[Dataset items]
———
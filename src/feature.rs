//! The feature model exposed by a parsed chart.

use crate::catalog::{AttributeCode, ObjectClass};
use crate::coerce::CoercedValue;
use crate::record::ObjectId;
use indexmap::IndexMap;
use serde::{Deserialize, Serialize};
use std::fmt;

/// Semantic type of a feature: code, acronym and name, or `unknown(code)`.
pub type FeatureType = ObjectClass;

/// A WGS 84 position in decimal degrees.
#[derive(Debug, Clone, Copy, PartialEq, Serialize, Deserialize)]
pub struct Coordinate {
    /// Latitude
    pub lat: f64,
    /// Longitude
    pub lon: f64,
}

impl Coordinate {
    /// Create a coordinate.
    #[must_use]
    pub fn new(lat: f64, lon: f64) -> Self {
        Coordinate { lat, lon }
    }
}

impl fmt::Display for Coordinate {
    fn fmt(&self, f: &mut fmt::Formatter<'_>) -> fmt::Result {
        write!(f, "({:.7}, {:.7})", self.lat, self.lon)
    }
}

/// An axis-aligned latitude/longitude rectangle. Edges are inclusive.
#[derive(Debug, Clone, Copy, PartialEq, Serialize, Deserialize)]
pub struct Bounds {
    /// Southern edge
    pub min_lat: f64,
    /// Western edge
    pub min_lon: f64,
    /// Northern edge
    pub max_lat: f64,
    /// Eastern edge
    pub max_lon: f64,
}

impl Bounds {
    /// Create a rectangle from its edges.
    #[must_use]
    pub fn new(min_lat: f64, min_lon: f64, max_lat: f64, max_lon: f64) -> Self {
        Bounds {
            min_lat,
            min_lon,
            max_lat,
            max_lon,
        }
    }

    /// A degenerate rectangle around one position.
    #[must_use]
    pub fn point(c: Coordinate) -> Self {
        Bounds::new(c.lat, c.lon, c.lat, c.lon)
    }

    /// The smallest rectangle holding every coordinate, `None` for an empty slice.
    #[must_use]
    pub fn from_coords<'c>(coords: impl IntoIterator<Item = &'c Coordinate>) -> Option<Self> {
        coords
            .into_iter()
            .map(|&c| Bounds::point(c))
            .reduce(|a, b| a.union(&b))
    }

    /// The smallest rectangle holding both.
    #[must_use]
    pub fn union(&self, other: &Bounds) -> Bounds {
        Bounds {
            min_lat: self.min_lat.min(other.min_lat),
            min_lon: self.min_lon.min(other.min_lon),
            max_lat: self.max_lat.max(other.max_lat),
            max_lon: self.max_lon.max(other.max_lon),
        }
    }

    /// Whether the rectangles share at least one point.
    #[must_use]
    pub fn intersects(&self, other: &Bounds) -> bool {
        self.min_lat <= other.max_lat
            && other.min_lat <= self.max_lat
            && self.min_lon <= other.max_lon
            && other.min_lon <= self.max_lon
    }

    /// Whether `other` lies entirely inside `self`.
    #[must_use]
    pub fn contains(&self, other: &Bounds) -> bool {
        self.min_lat <= other.min_lat
            && self.min_lon <= other.min_lon
            && self.max_lat >= other.max_lat
            && self.max_lon >= other.max_lon
    }

    /// Whether a position lies inside.
    #[must_use]
    pub fn contains_point(&self, c: Coordinate) -> bool {
        c.lat >= self.min_lat && c.lat <= self.max_lat && c.lon >= self.min_lon && c.lon <= self.max_lon
    }

    /// The centre of the rectangle.
    #[must_use]
    pub fn center(&self) -> Coordinate {
        Coordinate::new(
            (self.min_lat + self.max_lat) / 2.0,
            (self.min_lon + self.max_lon) / 2.0,
        )
    }

    /// Area in square degrees.
    #[must_use]
    pub fn area(&self) -> f64 {
        (self.max_lat - self.min_lat).max(0.0) * (self.max_lon - self.min_lon).max(0.0)
    }

    /// The point of the rectangle closest to `c`.
    #[must_use]
    pub fn clamp(&self, c: Coordinate) -> Coordinate {
        Coordinate::new(
            c.lat.clamp(self.min_lat, self.max_lat),
            c.lon.clamp(self.min_lon, self.max_lon),
        )
    }
}

/// Geometry kind of a feature.
#[derive(Debug, Clone, Copy, PartialEq, Eq, Hash, Serialize, Deserialize)]
#[serde(rename_all = "lowercase")]
pub enum GeometryType {
    /// A single position, or a set of soundings
    Point,
    /// An open polyline
    Line,
    /// A closed exterior ring with optional holes
    Area,
}

impl fmt::Display for GeometryType {
    fn fmt(&self, f: &mut fmt::Formatter<'_>) -> fmt::Result {
        f.write_str(match self {
            GeometryType::Point => "point",
            GeometryType::Line => "line",
            GeometryType::Area => "area",
        })
    }
}

/// A charted feature with resolved geometry and typed attributes.
#[derive(Debug, Clone, PartialEq, Serialize)]
pub struct Feature {
    /// Feature record id (`RCID`)
    pub record_id: u32,
    /// Object class
    pub feature_type: FeatureType,
    /// Geometry kind
    pub geometry_type: GeometryType,
    /// Positions: the point, the polyline, or the closed exterior ring
    pub coordinates: Vec<Coordinate>,
    /// Closed interior rings of an area
    #[serde(skip_serializing_if = "Vec::is_empty")]
    pub holes: Vec<Vec<Coordinate>>,
    /// Depths in metres, one per coordinate, for sounding features
    #[serde(skip_serializing_if = "Vec::is_empty")]
    pub soundings: Vec<f64>,
    /// Attributes in record order
    pub attributes: IndexMap<AttributeCode, CoercedValue>,
    /// Record version after updates
    pub version: u16,
    /// Object identifier
    pub object_id: Option<ObjectId>,
    /// Bounding box of the coordinates
    pub bounds: Bounds,
}

impl Feature {
    /// Look up an attribute by acronym, e.g. `"DRVAL1"`.
    #[must_use]
    pub fn attribute(&self, acronym: &str) -> Option<&CoercedValue> {
        let code = AttributeCode::from_acronym(acronym)?;
        self.attributes.get(&code)
    }

    /// The object name (`OBJNAM`, then `NOBJNM`), if any.
    #[must_use]
    pub fn name(&self) -> Option<&str> {
        [AttributeCode::Objnam, AttributeCode::Nobjnm]
            .iter()
            .filter_map(|code| self.attributes.get(code)?.as_str())
            .find(|s| !s.is_empty())
    }

    /// Whether the feature carries sounding depths.
    #[must_use]
    pub fn is_sounding(&self) -> bool {
        !self.soundings.is_empty()
    }

    /// Number of vertices over all rings and points.
    #[must_use]
    pub fn vertex_count(&self) -> usize {
        self.coordinates.len() + self.holes.iter().map(Vec::len).sum::<usize>()
    }
}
———
Copy out every record above exactly as written.

## Solved problem
filename src/feature.rs
//! The feature model exposed by a parsed chart.

use crate::catalog::{AttributeCode, ObjectClass};
use crate::coerce::CoercedValue;
use crate::record::ObjectId;
use indexmap::IndexMap;
use serde::{Deserialize, Serialize};
use std::fmt;

/// Semantic type of a feature: code, acronym and name, or `unknown(code)`.
pub type FeatureType = ObjectClass;

/// A WGS 84 position in decimal degrees.
#[derive(Debug, Clone, Copy, PartialEq, Serialize, Deserialize)]
pub struct Coordinate {
    /// Latitude
    pub lat: f64,
    /// Longitude
    pub lon: f64,
}

impl Coordinate {
    /// Create a coordinate.
    #[must_use]
    pub fn new(lat: f64, lon: f64) -> Self {
        Coordinate { lat, lon }
    }
}

impl fmt::Display for Coordinate {
    fn fmt(&self, f: &mut fmt::Formatter<'_>) -> fmt::Result {
        write!(f, "({:.7}, {:.7})", self.lat, self.lon)
    }
}

/// An axis-aligned latitude/longitude rectangle. Edges are inclusive.
#[derive(Debug, Clone, Copy, PartialEq, Serialize, Deserialize)]
pub struct Bounds {
    /// Southern edge
    pub min_lat: f64,
    /// Western edge
    pub min_lon: f64,
    /// Northern edge
    pub max_lat: f64,
    /// Eastern edge
    pub max_lon: f64,
}

impl Bounds {
    /// Create a rectangle from its edges.
    #[must_use]
    pub fn new(min_lat: f64, min_lon: f64, max_lat: f64, max_lon: f64) -> Self {
        Bounds {
            min_lat,
            min_lon,
            max_lat,
            max_lon,
        }
    }

    /// A degenerate rectangle around one position.
    #[must_use]
    pub fn point(c: Coordinate) -> Self {
        Bounds::new(c.lat, c.lon, c.lat, c.lon)
    }

    /// The smallest rectangle holding every coordinate, `None` for an empty slice.
    #[must_use]
    pub fn from_coords<'c>(coords: impl IntoIterator<Item = &'c Coordinate>) -> Option<Self> {
        coords
            .into_iter()
            .map(|&c| Bounds::point(c))
            .reduce(|a, b| a.union(&b))
    }

    /// The smallest rectangle holding both.
    #[must_use]
    pub fn union(&self, other: &Bounds) -> Bounds {
        Bounds {
            min_lat: self.min_lat.min(other.min_lat),
            min_lon: self.min_lon.min(other.min_lon),
            max_lat: self.max_lat.max(other.max_lat),
            max_lon: self.max_lon.max(other.max_lon),
        }
    }

    /// Whether the rectangles share at least one point.
    #[must_use]
    pub fn intersects(&self, other: &Bounds) -> bool {
        self.min_lat <= other.max_lat
            && other.min_lat <= self.max_lat
            && self.min_lon <= other.max_lon
            && other.min_lon <= self.max_lon
    }

    /// Whether `other` lies entirely inside `self`.
    #[must_use]
    pub fn contains(&self, other: &Bounds) -> bool {
        self.min_lat <= other.min_lat
            && self.min_lon <= other.min_lon
            && self.max_lat >= other.max_lat
            && self.max_lon >= other.max_lon
    }

    /// Whether a position lies inside.
    #[must_use]
    pub fn contains_point(&self, c: Coordinate) -> bool {
        c.lat >= self.min_lat && c.lat <= self.max_lat && c.lon >= self.min_lon && c.lon <= self.max_lon
    }

    /// The centre of the rectangle.
    #[must_use]
    pub fn center(&self) -> Coordinate {
        Coordinate::new(
            (self.min_lat + self.max_lat) / 2.0,
            (self.min_lon + self.max_lon) / 2.0,
        )
    }

    /// Area in square degrees.
    #[must_use]
    pub fn area(&self) -> f64 {
        (self.max_lat - self.min_lat).max(0.0) * (self.max_lon - self.min_lon).max(0.0)
    }

    /// The point of the rectangle closest to `c`.
    #[must_use]
    pub fn clamp(&self, c: Coordinate) -> Coordinate {
        Coordinate::new(
            c.lat.clamp(self.min_lat, self.max_lat),
            c.lon.clamp(self.min_lon, self.max_lon),
        )
    }
}

/// Geometry kind of a feature.
#[derive(Debug, Clone, Copy, PartialEq, Eq, Hash, Serialize, Deserialize)]
#[serde(rename_all = "lowercase")]
pub enum GeometryType {
    /// A single position, or a set of soundings
    Point,
    /// An open polyline
    Line,
    /// A closed exterior ring with optional holes
    Area,
}

impl fmt::Display for GeometryType {
    fn fmt(&self, f: &mut fmt::Formatter<'_>) -> fmt::Result {
        f.write_str(match self {
            GeometryType::Point => "point",
            GeometryType::Line => "line",
            GeometryType::Area => "area",
        })
    }
}

/// A charted feature with resolved geometry and typed attributes.
#[derive(Debug, Clone, PartialEq, Serialize)]
pub struct Feature {
    /// Feature record id (`RCID`)
    pub record_id: u32,
    /// Object class
    pub feature_type: FeatureType,
    /// Geometry kind
    pub geometry_type: GeometryType,
    /// Positions: the point, the polyline, or the closed exterior ring
    pub coordinates: Vec<Coordinate>,
    /// Closed interior rings of an area
    #[serde(skip_serializing_if = "Vec::is_empty")]
    pub holes: Vec<Vec<Coordinate>>,
    /// Depths in metres, one per coordinate, for sounding features
    #[serde(skip_serializing_if = "Vec::is_empty")]
    pub soundings: Vec<f64>,
    /// Attributes in record order
    pub attributes: IndexMap<AttributeCode, CoercedValue>,
    /// Record version after updates
    pub version: u16,
    /// Object identifier
    pub object_id: Option<ObjectId>,
    /// Bounding box of the coordinates
    pub bounds: Bounds,
}

impl Feature {
    /// Look up an attribute by acronym, e.g. `"DRVAL1"`.
    #[must_use]
    pub fn attribute(&self, acronym: &str) -> Option<&CoercedValue> {
        let code = AttributeCode::from_acronym(acronym)?;
        self.attributes.get(&code)
    }

    /// The object name (`OBJNAM`, then `NOBJNM`), if any.
    #[must_use]
    pub fn name(&self) -> Option<&str> {
        [AttributeCode::Objnam, AttributeCode::Nobjnm]
            .iter()
            .filter_map(|code| self.attributes.get(code)?.as_str())
            .find(|s| !s.is_empty())
    }

    /// Whether the feature carries sounding depths.
    #[must_use]
    pub fn is_sounding(&self) -> bool {
        !self.soundings.is_empty()
    }

    /// Number of vertices over all rings and points.
    #[must_use]
    pub fn vertex_count(&self) -> usize {
        self.coordinates.len() + self.holes.iter().map(Vec::len).sum::<usize>()
    }
}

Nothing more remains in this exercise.